Task data -
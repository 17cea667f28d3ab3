//! CLI error handling

use std::fmt;

use vigil_errors::UserFacingError;

/// Exit status for a configuration that could not be loaded
pub const EXIT_CONFIG: i32 = 2;
/// Exit status for failed checks and every other error
pub const EXIT_FAILURE: i32 = 1;

/// CLI-specific error type
#[derive(Debug)]
pub enum CliError {
    /// Configuration file missing or malformed
    Config(vigil_errors::ConfigError),
    /// Sweep or artifact error
    Ops(vigil_errors::Error),
    /// Writing to stdout failed
    Io(std::io::Error),
}

impl CliError {
    /// Process exit status for this error
    pub fn exit_code(&self) -> i32 {
        match self {
            CliError::Config(_) => EXIT_CONFIG,
            CliError::Ops(_) | CliError::Io(_) => EXIT_FAILURE,
        }
    }
}

impl fmt::Display for CliError {
    fn fmt(&self, f: &mut fmt::Formatter<'_>) -> fmt::Result {
        match self {
            CliError::Config(e) => {
                write!(f, "Configuration error: {e}")?;
                if let Some(hint) = e.user_hint() {
                    write!(f, "\n  Hint: {hint}")?;
                }
                Ok(())
            }
            CliError::Ops(e) => {
                let message = e.user_message();
                write!(f, "{message}")?;
                if let Some(code) = e.user_code() {
                    write!(f, "\n  Code: {code}")?;
                }
                if let Some(hint) = e.user_hint() {
                    write!(f, "\n  Hint: {hint}")?;
                }
                Ok(())
            }
            CliError::Io(e) => write!(f, "I/O error: {e}"),
        }
    }
}

impl std::error::Error for CliError {
    fn source(&self) -> Option<&(dyn std::error::Error + 'static)> {
        match self {
            CliError::Config(e) => Some(e),
            CliError::Ops(e) => Some(e),
            CliError::Io(e) => Some(e),
        }
    }
}

impl From<vigil_errors::ConfigError> for CliError {
    fn from(e: vigil_errors::ConfigError) -> Self {
        CliError::Config(e)
    }
}

impl From<vigil_errors::Error> for CliError {
    fn from(e: vigil_errors::Error) -> Self {
        match e {
            vigil_errors::Error::Config(e) => CliError::Config(e),
            other => CliError::Ops(other),
        }
    }
}

impl From<std::io::Error> for CliError {
    fn from(e: std::io::Error) -> Self {
        CliError::Io(e)
    }
}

Exercise brief -
Copy the data above in its entirety, exactly as given.

Reply to the exercise -
repository 17cea667f28d3ab3
//! CLI error handling

use std::fmt;

use vigil_errors::UserFacingError;

/// Exit status for a configuration that could not be loaded
pub const EXIT_CONFIG: i32 = 2;
/// Exit status for failed checks and every other error
pub const EXIT_FAILURE: i32 = 1;

/// CLI-specific error type
#[derive(Debug)]
pub enum CliError {
    /// Configuration file missing or malformed
    Config(vigil_errors::ConfigError),
    /// Sweep or artifact error
    Ops(vigil_errors::Error),
    /// Writing to stdout failed
    Io(std::io::Error),
}

impl CliError {
    /// Process exit status for this error
    pub fn exit_code(&self) -> i32 {
        match self {
            CliError::Config(_) => EXIT_CONFIG,
            CliError::Ops(_) | CliError::Io(_) => EXIT_FAILURE,
        }
    }
}

impl fmt::Display for CliError {
    fn fmt(&self, f: &mut fmt::Formatter<'_>) -> fmt::Result {
        match self {
            CliError::Config(e) => {
                write!(f, "Configuration error: {e}")?;
                if let Some(hint) = e.user_hint() {
                    write!(f, "\n  Hint: {hint}")?;
                }
                Ok(())
            }
            CliError::Ops(e) => {
                let message = e.user_message();
                write!(f, "{message}")?;
                if let Some(code) = e.user_code() {
                    write!(f, "\n  Code: {code}")?;
                }
                if let Some(hint) = e.user_hint() {
                    write!(f, "\n  Hint: {hint}")?;
                }
                Ok(())
            }
            CliError::Io(e) => write!(f, "I/O error: {e}"),
        }
    }
}

impl std::error::Error for CliError {
    fn source(&self) -> Option<&(dyn std::error::Error + 'static)> {
        match self {
            CliError::Config(e) => Some(e),
            CliError::Ops(e) => Some(e),
            CliError::Io(e) => Some(e),
        }
    }
}

impl From<vigil_errors::ConfigError> for CliError {
    fn from(e: vigil_errors::ConfigError) -> Self {
        CliError::Config(e)
    }
}

impl From<vigil_errors::Error> for CliError {
    fn from(e: vigil_errors::Error) -> Self {
        match e {
            vigil_errors::Error::Config(e) => CliError::Config(e),
            other => CliError::Ops(other),
        }
    }
}

impl From<std::io::Error> for CliError {
    fn from(e: std::io::Error) -> Self {
        CliError::Io(e)
    }
}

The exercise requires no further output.